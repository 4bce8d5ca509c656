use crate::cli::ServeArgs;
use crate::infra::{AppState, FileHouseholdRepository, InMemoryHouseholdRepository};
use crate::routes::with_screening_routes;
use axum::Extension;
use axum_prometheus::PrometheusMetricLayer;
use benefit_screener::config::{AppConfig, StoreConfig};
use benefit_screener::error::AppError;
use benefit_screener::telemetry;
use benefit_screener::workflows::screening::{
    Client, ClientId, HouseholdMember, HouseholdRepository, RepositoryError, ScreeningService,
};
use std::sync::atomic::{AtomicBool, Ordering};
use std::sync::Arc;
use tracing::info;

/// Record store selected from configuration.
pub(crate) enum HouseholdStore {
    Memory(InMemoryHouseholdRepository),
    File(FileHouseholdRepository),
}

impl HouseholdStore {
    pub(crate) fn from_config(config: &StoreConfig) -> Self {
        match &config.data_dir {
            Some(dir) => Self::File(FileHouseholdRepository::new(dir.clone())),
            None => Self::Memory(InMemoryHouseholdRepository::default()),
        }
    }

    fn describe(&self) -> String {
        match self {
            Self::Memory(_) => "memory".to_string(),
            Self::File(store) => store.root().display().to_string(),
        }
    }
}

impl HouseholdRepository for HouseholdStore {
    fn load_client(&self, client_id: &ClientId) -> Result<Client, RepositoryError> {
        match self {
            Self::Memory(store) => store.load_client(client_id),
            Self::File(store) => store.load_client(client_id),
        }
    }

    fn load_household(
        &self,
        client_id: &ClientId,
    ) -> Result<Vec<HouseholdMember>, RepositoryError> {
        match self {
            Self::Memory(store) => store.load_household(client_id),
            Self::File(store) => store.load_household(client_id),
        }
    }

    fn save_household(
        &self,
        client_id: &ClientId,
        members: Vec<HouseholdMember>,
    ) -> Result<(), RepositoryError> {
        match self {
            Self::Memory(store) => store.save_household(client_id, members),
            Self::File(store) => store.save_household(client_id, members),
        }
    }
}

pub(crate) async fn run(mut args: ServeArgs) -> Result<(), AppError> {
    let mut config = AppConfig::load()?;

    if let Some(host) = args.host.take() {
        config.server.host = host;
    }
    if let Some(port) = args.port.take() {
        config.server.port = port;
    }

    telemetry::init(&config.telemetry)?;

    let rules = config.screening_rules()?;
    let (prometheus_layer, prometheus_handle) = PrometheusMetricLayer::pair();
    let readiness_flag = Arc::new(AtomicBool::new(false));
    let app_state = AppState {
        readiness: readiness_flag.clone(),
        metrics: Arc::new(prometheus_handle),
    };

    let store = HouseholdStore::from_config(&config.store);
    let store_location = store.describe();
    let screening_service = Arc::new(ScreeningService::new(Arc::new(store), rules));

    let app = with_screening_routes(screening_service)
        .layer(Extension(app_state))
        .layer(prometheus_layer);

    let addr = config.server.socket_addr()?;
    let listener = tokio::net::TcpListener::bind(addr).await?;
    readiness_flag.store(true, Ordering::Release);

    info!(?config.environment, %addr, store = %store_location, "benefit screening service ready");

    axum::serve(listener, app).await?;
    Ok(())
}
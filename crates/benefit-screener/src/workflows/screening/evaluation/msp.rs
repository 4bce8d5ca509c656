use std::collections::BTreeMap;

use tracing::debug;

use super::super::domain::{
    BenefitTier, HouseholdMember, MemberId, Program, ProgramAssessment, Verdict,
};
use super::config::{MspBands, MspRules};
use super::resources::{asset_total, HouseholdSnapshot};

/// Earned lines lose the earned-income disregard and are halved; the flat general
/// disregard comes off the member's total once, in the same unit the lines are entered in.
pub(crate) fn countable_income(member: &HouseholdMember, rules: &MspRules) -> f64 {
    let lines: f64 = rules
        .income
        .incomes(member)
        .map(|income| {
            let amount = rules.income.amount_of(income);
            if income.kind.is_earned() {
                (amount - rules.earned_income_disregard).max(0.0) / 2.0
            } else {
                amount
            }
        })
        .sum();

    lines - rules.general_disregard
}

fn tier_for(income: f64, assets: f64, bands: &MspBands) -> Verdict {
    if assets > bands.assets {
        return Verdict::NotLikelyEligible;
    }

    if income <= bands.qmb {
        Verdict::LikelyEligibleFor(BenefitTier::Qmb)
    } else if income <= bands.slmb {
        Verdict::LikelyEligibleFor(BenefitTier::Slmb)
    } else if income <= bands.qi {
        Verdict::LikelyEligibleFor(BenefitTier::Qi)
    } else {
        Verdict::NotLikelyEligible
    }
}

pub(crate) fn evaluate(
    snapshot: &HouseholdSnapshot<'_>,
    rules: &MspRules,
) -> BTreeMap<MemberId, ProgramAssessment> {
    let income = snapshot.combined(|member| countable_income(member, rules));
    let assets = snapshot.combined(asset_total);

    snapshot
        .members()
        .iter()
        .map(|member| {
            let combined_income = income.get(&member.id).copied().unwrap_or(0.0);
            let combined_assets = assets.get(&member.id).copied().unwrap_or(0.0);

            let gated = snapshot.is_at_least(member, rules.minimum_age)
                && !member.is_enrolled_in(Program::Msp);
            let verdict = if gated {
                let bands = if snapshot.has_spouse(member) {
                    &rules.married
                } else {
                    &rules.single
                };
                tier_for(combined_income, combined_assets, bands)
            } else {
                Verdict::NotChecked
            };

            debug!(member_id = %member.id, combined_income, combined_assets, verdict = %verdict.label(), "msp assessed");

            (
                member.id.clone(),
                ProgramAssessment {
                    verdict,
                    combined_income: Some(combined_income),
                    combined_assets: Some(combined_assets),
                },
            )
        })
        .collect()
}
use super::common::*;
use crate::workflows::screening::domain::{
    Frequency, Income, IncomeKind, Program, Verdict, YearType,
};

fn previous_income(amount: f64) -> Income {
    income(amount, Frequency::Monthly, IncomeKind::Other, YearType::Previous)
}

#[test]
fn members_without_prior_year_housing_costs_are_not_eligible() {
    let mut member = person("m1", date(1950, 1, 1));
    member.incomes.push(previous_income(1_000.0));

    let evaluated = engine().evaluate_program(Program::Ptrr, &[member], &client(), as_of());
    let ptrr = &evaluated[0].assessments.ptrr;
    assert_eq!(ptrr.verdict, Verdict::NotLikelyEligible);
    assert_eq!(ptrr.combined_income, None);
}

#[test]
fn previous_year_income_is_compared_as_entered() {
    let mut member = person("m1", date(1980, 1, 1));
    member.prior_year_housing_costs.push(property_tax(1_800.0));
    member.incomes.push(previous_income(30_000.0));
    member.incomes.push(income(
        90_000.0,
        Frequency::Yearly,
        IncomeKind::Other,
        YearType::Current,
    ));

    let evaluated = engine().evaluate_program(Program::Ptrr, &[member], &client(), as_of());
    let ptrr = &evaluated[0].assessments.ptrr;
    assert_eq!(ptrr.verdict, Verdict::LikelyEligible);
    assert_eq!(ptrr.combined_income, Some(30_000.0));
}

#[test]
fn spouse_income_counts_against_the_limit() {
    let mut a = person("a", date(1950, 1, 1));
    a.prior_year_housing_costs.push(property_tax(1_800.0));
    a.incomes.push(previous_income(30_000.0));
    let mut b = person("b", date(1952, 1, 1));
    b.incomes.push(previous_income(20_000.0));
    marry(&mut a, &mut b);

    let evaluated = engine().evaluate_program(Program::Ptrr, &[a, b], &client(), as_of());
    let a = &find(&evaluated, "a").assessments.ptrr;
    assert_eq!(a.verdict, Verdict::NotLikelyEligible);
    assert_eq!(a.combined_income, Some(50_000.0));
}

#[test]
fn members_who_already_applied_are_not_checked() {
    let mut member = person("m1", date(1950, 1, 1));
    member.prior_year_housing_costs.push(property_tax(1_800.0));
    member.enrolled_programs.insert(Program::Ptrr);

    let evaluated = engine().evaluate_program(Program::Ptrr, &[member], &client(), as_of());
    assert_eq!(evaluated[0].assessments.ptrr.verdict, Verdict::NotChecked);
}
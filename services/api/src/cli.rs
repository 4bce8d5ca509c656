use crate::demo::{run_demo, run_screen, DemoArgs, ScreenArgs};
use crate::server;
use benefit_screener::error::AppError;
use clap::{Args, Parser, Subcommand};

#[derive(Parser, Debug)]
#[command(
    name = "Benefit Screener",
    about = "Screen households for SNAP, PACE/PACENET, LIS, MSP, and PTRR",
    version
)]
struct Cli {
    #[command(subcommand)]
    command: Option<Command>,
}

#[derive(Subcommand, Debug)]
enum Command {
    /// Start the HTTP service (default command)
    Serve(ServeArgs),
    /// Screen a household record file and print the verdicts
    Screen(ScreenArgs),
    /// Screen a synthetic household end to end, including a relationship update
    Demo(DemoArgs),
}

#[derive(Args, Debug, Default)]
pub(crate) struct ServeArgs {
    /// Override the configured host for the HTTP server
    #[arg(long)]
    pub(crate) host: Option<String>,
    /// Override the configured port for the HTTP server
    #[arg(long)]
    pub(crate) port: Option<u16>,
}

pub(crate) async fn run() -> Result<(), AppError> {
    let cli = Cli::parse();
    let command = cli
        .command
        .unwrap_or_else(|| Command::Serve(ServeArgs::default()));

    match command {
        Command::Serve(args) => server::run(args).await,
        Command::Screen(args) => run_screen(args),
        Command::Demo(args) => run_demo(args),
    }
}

_____

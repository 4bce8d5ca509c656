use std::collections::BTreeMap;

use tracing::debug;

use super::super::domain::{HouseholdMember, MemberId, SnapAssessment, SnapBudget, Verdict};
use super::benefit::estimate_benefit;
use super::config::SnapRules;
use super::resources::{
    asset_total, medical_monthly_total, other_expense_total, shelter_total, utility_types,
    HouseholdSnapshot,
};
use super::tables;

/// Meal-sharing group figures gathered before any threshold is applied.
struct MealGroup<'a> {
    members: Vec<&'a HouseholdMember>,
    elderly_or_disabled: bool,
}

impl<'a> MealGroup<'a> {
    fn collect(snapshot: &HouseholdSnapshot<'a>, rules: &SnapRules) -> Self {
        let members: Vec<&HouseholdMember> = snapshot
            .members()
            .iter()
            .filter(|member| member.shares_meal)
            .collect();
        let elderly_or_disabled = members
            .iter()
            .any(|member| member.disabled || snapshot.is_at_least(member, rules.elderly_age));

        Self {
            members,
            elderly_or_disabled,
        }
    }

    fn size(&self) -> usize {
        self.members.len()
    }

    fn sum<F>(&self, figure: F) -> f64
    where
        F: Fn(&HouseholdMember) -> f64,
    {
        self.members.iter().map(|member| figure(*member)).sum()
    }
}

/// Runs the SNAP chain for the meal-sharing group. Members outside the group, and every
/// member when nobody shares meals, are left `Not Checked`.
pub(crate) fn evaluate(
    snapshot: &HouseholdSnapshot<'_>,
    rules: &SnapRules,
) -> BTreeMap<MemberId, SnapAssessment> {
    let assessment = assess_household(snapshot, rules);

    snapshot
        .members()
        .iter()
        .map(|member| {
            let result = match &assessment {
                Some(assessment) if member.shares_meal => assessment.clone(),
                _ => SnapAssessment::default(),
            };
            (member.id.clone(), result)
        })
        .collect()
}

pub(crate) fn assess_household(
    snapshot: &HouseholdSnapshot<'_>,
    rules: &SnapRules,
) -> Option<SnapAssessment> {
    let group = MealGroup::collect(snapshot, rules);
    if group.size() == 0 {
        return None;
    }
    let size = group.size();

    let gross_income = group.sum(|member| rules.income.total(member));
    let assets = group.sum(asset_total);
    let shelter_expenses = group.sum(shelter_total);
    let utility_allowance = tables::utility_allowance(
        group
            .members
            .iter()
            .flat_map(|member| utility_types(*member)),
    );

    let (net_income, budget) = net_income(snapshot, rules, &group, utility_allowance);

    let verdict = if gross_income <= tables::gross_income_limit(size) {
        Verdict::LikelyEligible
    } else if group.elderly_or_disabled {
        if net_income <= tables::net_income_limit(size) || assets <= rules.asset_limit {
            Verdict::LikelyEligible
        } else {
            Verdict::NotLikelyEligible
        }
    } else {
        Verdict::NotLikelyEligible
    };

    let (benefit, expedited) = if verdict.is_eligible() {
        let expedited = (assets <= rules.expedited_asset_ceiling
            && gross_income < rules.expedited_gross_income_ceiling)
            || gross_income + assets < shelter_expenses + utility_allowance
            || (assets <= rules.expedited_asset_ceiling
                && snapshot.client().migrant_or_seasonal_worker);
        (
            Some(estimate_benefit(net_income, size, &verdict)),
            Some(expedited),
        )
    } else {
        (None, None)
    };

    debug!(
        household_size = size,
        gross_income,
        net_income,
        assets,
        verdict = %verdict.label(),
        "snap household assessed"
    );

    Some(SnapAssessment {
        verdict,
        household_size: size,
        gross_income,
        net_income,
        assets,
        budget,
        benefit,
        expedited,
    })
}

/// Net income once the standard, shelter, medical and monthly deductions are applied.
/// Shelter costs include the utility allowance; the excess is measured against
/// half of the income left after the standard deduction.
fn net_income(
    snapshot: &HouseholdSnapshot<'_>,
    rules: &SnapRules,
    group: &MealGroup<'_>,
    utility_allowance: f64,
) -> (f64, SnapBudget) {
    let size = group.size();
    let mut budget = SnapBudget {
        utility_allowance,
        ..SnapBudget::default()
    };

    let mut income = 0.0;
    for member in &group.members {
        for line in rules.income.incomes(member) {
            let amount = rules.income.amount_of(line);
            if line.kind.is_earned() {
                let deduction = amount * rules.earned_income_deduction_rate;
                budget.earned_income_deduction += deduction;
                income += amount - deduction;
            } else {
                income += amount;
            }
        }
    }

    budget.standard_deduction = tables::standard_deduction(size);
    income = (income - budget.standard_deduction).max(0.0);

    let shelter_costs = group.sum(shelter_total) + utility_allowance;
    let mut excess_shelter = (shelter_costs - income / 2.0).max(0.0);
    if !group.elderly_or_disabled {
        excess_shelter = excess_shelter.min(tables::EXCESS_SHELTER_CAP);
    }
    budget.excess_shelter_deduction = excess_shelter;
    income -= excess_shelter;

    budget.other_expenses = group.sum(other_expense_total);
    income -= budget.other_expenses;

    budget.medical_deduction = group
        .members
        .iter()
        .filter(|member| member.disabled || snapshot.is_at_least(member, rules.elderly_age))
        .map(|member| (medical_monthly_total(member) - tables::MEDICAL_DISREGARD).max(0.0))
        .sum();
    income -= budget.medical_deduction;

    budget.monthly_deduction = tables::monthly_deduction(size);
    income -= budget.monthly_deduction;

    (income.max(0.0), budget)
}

_____

WORK INSTRUCTIONS = Could you work out how many lines above contain the string "MspRules"? Only the number should be given.

EXERCISE RESULT = 3